Items from a data source
________________________

//! Key-value store implementations
//!
//! The engine persists three independently keyed JSON records; this
//! module provides the store seam and two implementations: a durable
//! SQLite-backed store and an in-memory store for tests and ephemeral
//! sessions.

use crate::error::Result;
use sqlx::sqlite::{SqliteConnectOptions, SqliteJournalMode, SqlitePoolOptions};
use sqlx::SqlitePool;
use std::collections::HashMap;
use std::path::Path;
use std::str::FromStr;
use std::sync::{Arc, Mutex};
use std::time::Duration;

/// Durable, asynchronous string-keyed storage.
#[allow(async_fn_in_trait)]
pub trait KeyValueStore: Send + Sync {
    async fn get(&self, key: &str) -> Result<Option<String>>;
    async fn set(&self, key: &str, value: &str) -> Result<()>;
    async fn delete(&self, key: &str) -> Result<()>;
}

/// SQLite-backed store: one `kv_store` table, WAL mode for crash safety.
#[derive(Clone)]
pub struct SqliteStore {
    pool: SqlitePool,
}

impl SqliteStore {
    /// Open (creating if missing) a store at the given database path.
    pub async fn open(db_path: &Path) -> Result<Self> {
        tracing::info!("Opening key-value store at: {:?}", db_path);

        if let Some(parent) = db_path.parent() {
            std::fs::create_dir_all(parent)?;
        }

        let options =
            SqliteConnectOptions::from_str(&format!("sqlite://{}?mode=rwc", db_path.display()))?
                .create_if_missing(true)
                .busy_timeout(Duration::from_secs(5))
                .journal_mode(SqliteJournalMode::Wal);

        let pool = SqlitePoolOptions::new()
            .max_connections(5)
            .connect_with(options)
            .await?;

        Self::initialize(&pool).await?;

        Ok(Self { pool })
    }

    /// Open a store backed by an in-memory database.
    pub async fn in_memory() -> Result<Self> {
        // A single connection keeps every query on the same memory database.
        let pool = SqlitePoolOptions::new()
            .max_connections(1)
            .connect("sqlite::memory:")
            .await?;

        Self::initialize(&pool).await?;

        Ok(Self { pool })
    }

    async fn initialize(pool: &SqlitePool) -> Result<()> {
        sqlx::query(
            r#"
            CREATE TABLE IF NOT EXISTS kv_store (
                key TEXT PRIMARY KEY,
                value TEXT NOT NULL
            )
            "#,
        )
        .execute(pool)
        .await?;

        tracing::debug!("Key-value schema ready");
        Ok(())
    }
}

impl KeyValueStore for SqliteStore {
    async fn get(&self, key: &str) -> Result<Option<String>> {
        let value: Option<String> = sqlx::query_scalar("SELECT value FROM kv_store WHERE key = ?")
            .bind(key)
            .fetch_optional(&self.pool)
            .await?;

        Ok(value)
    }

    async fn set(&self, key: &str, value: &str) -> Result<()> {
        sqlx::query(
            r#"
            INSERT INTO kv_store (key, value) VALUES (?, ?)
            ON CONFLICT(key) DO UPDATE SET value = excluded.value
            "#,
        )
        .bind(key)
        .bind(value)
        .execute(&self.pool)
        .await?;

        tracing::debug!("Set record: {} ({} bytes)", key, value.len());
        Ok(())
    }

    async fn delete(&self, key: &str) -> Result<()> {
        sqlx::query("DELETE FROM kv_store WHERE key = ?")
            .bind(key)
            .execute(&self.pool)
            .await?;

        tracing::debug!("Deleted record: {}", key);
        Ok(())
    }
}

/// In-memory store. Not durable; handy as a test double.
#[derive(Clone, Default)]
pub struct MemoryStore {
    entries: Arc<Mutex<HashMap<String, String>>>,
}

impl MemoryStore {
    pub fn new() -> Self {
        Self::default()
    }

    fn entries(&self) -> std::sync::MutexGuard<'_, HashMap<String, String>> {
        self.entries.lock().unwrap_or_else(|e| e.into_inner())
    }
}

impl KeyValueStore for MemoryStore {
    async fn get(&self, key: &str) -> Result<Option<String>> {
        Ok(self.entries().get(key).cloned())
    }

    async fn set(&self, key: &str, value: &str) -> Result<()> {
        self.entries().insert(key.to_string(), value.to_string());
        Ok(())
    }

    async fn delete(&self, key: &str) -> Result<()> {
        self.entries().remove(key);
        Ok(())
    }
}
//! Backup codec and merge engine
//!
//! Serializes the active collection to a versioned, portable document
//! and turns an external document back into importable notes. Backups
//! are text/metadata only: image references never leave the device and
//! are reset on import.
//!
//! Import is deliberately lenient. Anything note-shaped is normalized
//! into a valid `Note`; only documents with no usable entries at all are
//! rejected, and always before any repository mutation.

use crate::config::{BACKUP_FORMAT_VERSION, THEME_PALETTE_SIZE};
use crate::error::{AppError, Result};
use crate::notes::model::{ChecklistItem, Note, NoteContent, NoteKind};
use chrono::{DateTime, Utc};
use rand::Rng;
use serde::{Deserialize, Serialize};
use serde_json::Value;
use uuid::Uuid;

/// The portable backup document
#[derive(Debug, Serialize, Deserialize)]
#[serde(rename_all = "camelCase")]
pub struct BackupDocument {
    pub note_count: usize,
    pub version: u32,
    pub notes: Vec<BackupEntry>,
}

/// One serialized note inside a backup document
#[derive(Debug, Serialize, Deserialize)]
#[serde(rename_all = "camelCase")]
pub struct BackupEntry {
    pub id: String,
    pub title: String,
    pub content: NoteContent,
    pub date: DateTime<Utc>,
    pub is_locked: bool,
    #[serde(rename = "type")]
    pub kind: NoteKind,
    pub theme_index: u32,
    pub is_favorite: bool,
}

/// Serialize the active collection. Fails with `EmptyExport` when there
/// is nothing to export.
pub fn export(notes: &[Note]) -> Result<BackupDocument> {
    if notes.is_empty() {
        return Err(AppError::EmptyExport);
    }

    let entries: Vec<BackupEntry> = notes
        .iter()
        .map(|note| BackupEntry {
            id: note.id.clone(),
            title: note.title.clone(),
            content: note.content.clone(),
            date: note.date,
            is_locked: note.is_private,
            kind: note.kind,
            theme_index: note.theme_index,
            is_favorite: note.is_favorite,
        })
        .collect();

    tracing::info!("Exporting {} note(s)", entries.len());

    Ok(BackupDocument {
        note_count: entries.len(),
        version: BACKUP_FORMAT_VERSION,
        notes: entries,
    })
}

/// Export rendered as pretty-printed JSON, ready to hand to the host's
/// file dialog.
pub fn export_json(notes: &[Note]) -> Result<String> {
    let document = export(notes)?;
    Ok(serde_json::to_string_pretty(&document)?)
}

/// Default filename for a backup written at `now`.
pub fn backup_filename(now: DateTime<Utc>) -> String {
    format!("notes_backup_{}.json", now.format("%Y-%m-%d_%H-%M-%S"))
}

/// Parse, validate, and normalize an external backup document into
/// importable notes. Accepts the versioned document shape and the legacy
/// bare-array shape.
pub fn import(raw: &str) -> Result<Vec<Note>> {
    let document: Value =
        serde_json::from_str(raw).map_err(|e| AppError::MalformedBackup(e.to_string()))?;

    let entries = match &document {
        Value::Object(map) => match map.get("notes") {
            Some(Value::Array(entries)) => entries.as_slice(),
            _ => {
                return Err(AppError::MalformedBackup(
                    "expected a notes array".to_string(),
                ))
            }
        },
        Value::Array(entries) => entries.as_slice(),
        _ => {
            return Err(AppError::MalformedBackup(
                "expected a notes array".to_string(),
            ))
        }
    };

    if entries.is_empty() {
        return Err(AppError::NoNotesFound);
    }

    let now = Utc::now();
    let mut rng = rand::thread_rng();

    let notes: Vec<Note> = entries
        .iter()
        .filter(|entry| has_note_shape(entry))
        .map(|entry| normalize_entry(entry, now, &mut rng))
        .collect();

    if notes.is_empty() {
        return Err(AppError::NoValidNotes);
    }

    tracing::info!("Import parsed {} usable note(s)", notes.len());
    Ok(notes)
}

/// Additive combination: imported notes first, existing untouched.
/// Re-importing the same document doubles the notes; the codec's fresh
/// ids make that harmless.
pub fn merge(imported: Vec<Note>, existing: Vec<Note>) -> Vec<Note> {
    let mut merged = imported;
    merged.extend(existing);
    merged
}

/// Garbage rejection: an entry must be an object carrying at least one
/// of id, title, or content.
fn has_note_shape(entry: &Value) -> bool {
    let Value::Object(map) = entry else {
        return false;
    };
    ["id", "title", "content"]
        .iter()
        .any(|key| map.get(*key).is_some_and(|v| !v.is_null()))
}

fn normalize_entry(entry: &Value, now: DateTime<Utc>, rng: &mut impl Rng) -> Note {
    let title = entry
        .get("title")
        .and_then(Value::as_str)
        .unwrap_or_default()
        .to_string();

    // The content's JSON shape decides the kind; a contradictory
    // declared type is ignored.
    let content = normalize_content(entry.get("content"));

    let date = entry
        .get("date")
        .and_then(Value::as_str)
        .and_then(|s| DateTime::parse_from_rfc3339(s).ok())
        .map(|d| d.with_timezone(&Utc))
        .unwrap_or(now);

    let is_private = truthy(entry.get("isLocked")) || truthy(entry.get("isPrivate"));

    Note {
        // Always a fresh id: merges stay collision-free and re-imports
        // stay harmless.
        id: Uuid::new_v4().to_string(),
        kind: content.kind(),
        title,
        content,
        date,
        is_private,
        is_favorite: truthy(entry.get("isFavorite")),
        theme_index: rng.gen_range(0..THEME_PALETTE_SIZE),
        images: Vec::new(),
        deleted_at: None,
    }
}

fn normalize_content(value: Option<&Value>) -> NoteContent {
    match value {
        Some(Value::String(text)) => NoteContent::Text(text.clone()),
        Some(Value::Array(items)) => {
            NoteContent::Checklist(items.iter().filter_map(normalize_item).collect())
        }
        _ => NoteContent::Text(String::new()),
    }
}

fn normalize_item(item: &Value) -> Option<ChecklistItem> {
    let map = item.as_object()?;

    let id = match map.get("id") {
        Some(Value::String(id)) if !id.is_empty() => id.clone(),
        Some(Value::Number(n)) => n.to_string(),
        _ => Uuid::new_v4().to_string(),
    };

    Some(ChecklistItem {
        id,
        text: map
            .get("text")
            .and_then(Value::as_str)
            .unwrap_or_default()
            .to_string(),
        is_checked: map
            .get("isChecked")
            .and_then(Value::as_bool)
            .unwrap_or(false),
    })
}

fn truthy(value: Option<&Value>) -> bool {
    value.and_then(Value::as_bool).unwrap_or(false)
}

________________________

Answer with the count alone: how many lines in the data above have "engine" in them?

2